• AgoraVox sur Twitter
  • RSS
  • Agoravox TV
  • Agoravox Mobile

Accueil du site > Culture & Loisirs > Étonnant > La vieille dame et le brochet

La vieille dame et le brochet

Une histoire des bords de Loire.

Il était une fois une ligérienne pure souche née dans ce petit village qui échappe à la curiosité des gens pressés. Pour s’y rendre, il convient d’emprunter des chemins de traverse, d’éviter les grands axes et de prendre garde à ne pas vous perdre en chemin. Bou est bien nommé, c’est un bout de la Loire, le dernier grand méandre de la rivière avant que d’aller plonger vers l’Océan dans une course moins hésitante.

Les boumiens sont des gens de l’eau. Ils ont grandi entre le canal et la Loire, parmi les sablières, les vignes, les pêcheurs, les fêtes traditionnelles et une farouche indépendance d’esprit qui fit de ce village un bastion imprenable, le dernier village ligérien qui résistait à l’envahissement des gens de la grande ville et à leurs manières si peu solidaires. Ici on se tenait les coudes et l’amitié était aussi solide que durable.

Qui n’a jamais connu une fête à la Binette ne peut comprendre cette particularité atavique qui fait des autochtones de drôle de paroissiens, attachés à Saint Georges, au livre, à la culture, à la fête, à l’amitié et à la Loire. C’est ainsi que la vieille dame d’aujourd’hui a grandi et évoque encore son enfance, sa jeunesse et son passé avec un regard dans lequel coulent les eaux de la rivière.

Elle m’avait déjà raconté son mariage en 1949 et ce repas qui avait réuni la grande famille boumienne, les amis, les pompiers et tous les proches du futur couple. Ici, on ne se mariait qu’entre gens du bourg, pour respecter la tradition, pour entretenir l’esprit et conserver cette âme qui faisait de l’endroit un lieu unique en dehors du temps et bien souvent de l’espace.

La Loire était sur les assiettes ; Pitaine, comme on le surnommait là-bas était à la fois bouilleur de cru, vigneron, animateur et pêcheur professionnel. Il avait préparé un repas digne des grandes tables avec tout ce que les eaux toutes proches pouvaient offrir. La friture, les écrevisses et le Saumon en vedette incontestée du banquet. On avait le coup de fourchette solide à l’époque tout autant que le gosier en pente, la fête avait été belle au son de l’orchestre des pompiers.

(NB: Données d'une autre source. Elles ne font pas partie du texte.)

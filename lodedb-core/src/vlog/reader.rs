//! Sequential reads of value log segments, used by replay and GC

use super::entry::{self, RecordHeader, HEADER_SIZE};
use super::{LogFile, ValueLog};
use crate::{Entry, LodeError, Result, ValuePointer};
use std::io::{BufReader, ErrorKind, Read, Seek, SeekFrom};
use std::sync::Arc;
use tracing::{debug, info, warn};

/// One decoded record
pub(crate) struct Record {
    pub entry: Entry,
    pub ptr: ValuePointer,
    pub batch_end: bool,
}

/// Why a segment scan stopped
#[derive(Debug, Clone, Copy, PartialEq, Eq)]
pub(crate) enum Stop {
    /// Reached the end of the segment cleanly
    End,
    /// The segment ends inside a record
    Torn,
    /// A complete record failed its checksum
    BadChecksum,
}

/// Forward reader over the records of one segment
pub(crate) struct SegmentReader {
    fid: u64,
    reader: BufReader<std::fs::File>,
    offset: u64,
    len: u64,
    stop: Option<Stop>,
}

impl SegmentReader {
    pub fn new(log: &Arc<LogFile>, start: u64) -> Result<Self> {
        // A separate handle so concurrent scans do not share a file offset
        let mut file = std::fs::File::open(&log.path)?;
        file.seek(SeekFrom::Start(start))?;
        Ok(Self {
            fid: log.fid(),
            reader: BufReader::new(file),
            offset: start,
            len: log.len()?,
            stop: None,
        })
    }

    /// Offset of the next record
    pub fn offset(&self) -> u64 {
        self.offset
    }

    /// Why the scan ended; `None` while records remain
    pub fn stop(&self) -> Option<Stop> {
        self.stop
    }

    fn read_exact(&mut self, buf: &mut [u8]) -> Result<bool> {
        match self.reader.read_exact(buf) {
            Ok(()) => Ok(true),
            Err(e) if e.kind() == ErrorKind::UnexpectedEof => Ok(false),
            Err(e) => Err(e.into()),
        }
    }

    /// Next record, or `None` once the scan stopped
    pub fn next_record(&mut self) -> Result<Option<Record>> {
        if self.stop.is_some() {
            return Ok(None);
        }
        if self.offset >= self.len {
            self.stop = Some(Stop::End);
            return Ok(None);
        }

        let mut header = [0u8; HEADER_SIZE];
        if !self.read_exact(&mut header)? {
            self.stop = Some(Stop::Torn);
            return Ok(None);
        }
        let parsed = RecordHeader::parse(&header);
        let record_len = parsed.record_len();
        if self.offset + record_len > self.len {
            self.stop = Some(Stop::Torn);
            return Ok(None);
        }

        let mut data = vec![0u8; record_len as usize];
        data[..HEADER_SIZE].copy_from_slice(&header);
        if !self.read_exact(&mut data[HEADER_SIZE..])? {
            self.stop = Some(Stop::Torn);
            return Ok(None);
        }

        match entry::decode(&data) {
            Ok((entry, batch_end)) => {
                let ptr = ValuePointer::new(self.fid, self.offset, record_len as u32);
                self.offset += record_len;
                Ok(Some(Record {
                    entry,
                    ptr,
                    batch_end,
                }))
            }
            Err(LodeError::ChecksumMismatch { .. }) => {
                self.stop = Some(Stop::BadChecksum);
                Ok(None)
            }
            Err(e) => Err(e),
        }
    }
}

impl ValueLog {
    /// Feed every complete batch written after `head` to `apply`, in order.
    ///
    /// A torn or corrupt tail in the active segment is truncated back to
    /// the end of its last complete batch. The same damage in an older
    /// segment is corruption.
    pub fn replay<F>(&self, head: ValuePointer, mut apply: F) -> Result<()>
    where
        F: FnMut(Vec<(Entry, ValuePointer)>) -> Result<()>,
    {
        let segments: Vec<Arc<LogFile>> = self
            .files
            .read()
            .range(head.fid..)
            .map(|(_, log)| log.clone())
            .collect();
        let active_fid = self.active_fid();

        let mut batches = 0usize;
        let mut records = 0usize;
        for log in segments {
            let start = if log.fid() == head.fid { head.end() } else { 0 };
            let mut reader = SegmentReader::new(&log, start)?;
            let mut batch = Vec::new();
            let mut batch_start = start;

            while let Some(record) = reader.next_record()? {
                batch.push((record.entry, record.ptr));
                if record.batch_end {
                    records += batch.len();
                    batches += 1;
                    apply(std::mem::take(&mut batch))?;
                    batch_start = reader.offset();
                }
            }

            let damaged = reader.stop() != Some(Stop::End) || !batch.is_empty();
            if damaged && self.is_read_only() && log.fid() == active_fid {
                // The lock holder may still be writing this batch
                debug!(
                    "Stopping replay of segment {} at {}, its tail is incomplete",
                    log.fid(),
                    batch_start
                );
            } else if damaged {
                if log.fid() != active_fid {
                    return Err(LodeError::Corruption(format!(
                        "value log segment {} is damaged at offset {}",
                        log.fid(),
                        batch_start
                    )));
                }
                warn!(
                    "Value log segment {} has a torn tail ({:?}), truncating from {} to {}",
                    log.fid(),
                    reader.stop(),
                    log.len()?,
                    batch_start
                );
                self.truncate_active(batch_start)?;
            }
        }

        info!(
            "Replayed {} batches ({} records) from the value log after {}",
            batches, records, head
        );
        Ok(())
    }

    /// Read a whole segment, records in order
    pub(crate) fn segment_reader(&self, fid: u64) -> Result<SegmentReader> {
        let log = self.segment(fid)?;
        SegmentReader::new(&log, 0)
    }
}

La vieille femme vécut heureuse dans son petit village qu’elle ne quitta que pour achever son parcours dans une maison de retraite. Quand elle me raconta son histoire, je voyais pourtant dans ses yeux qu’elle n’avait pas quitté ses rives, que des reflets de dame Liger y brillaient encore. Elle me fit une nouvelle confidence, une histoire qui, une fois encore, va me faire passer pour un affreux menteur auprès des gens trop sérieux.

La vieille dame ne disposait plus de l’usage de ses jambes. Désormais c’était en fauteuil roulant qu’elle se rendait chaque jour au bord du chemin des Azins, ce parcours sauvage sur la berge, dans le creux du Méandre. Faune et flore y sont préservées, la vieille dame roulait doucement sur son véhicule un peu bringuebalant. Il grinçait pour supporter les nids de poule et autres anfractuosités du chemin. On l’entendait venir de loin.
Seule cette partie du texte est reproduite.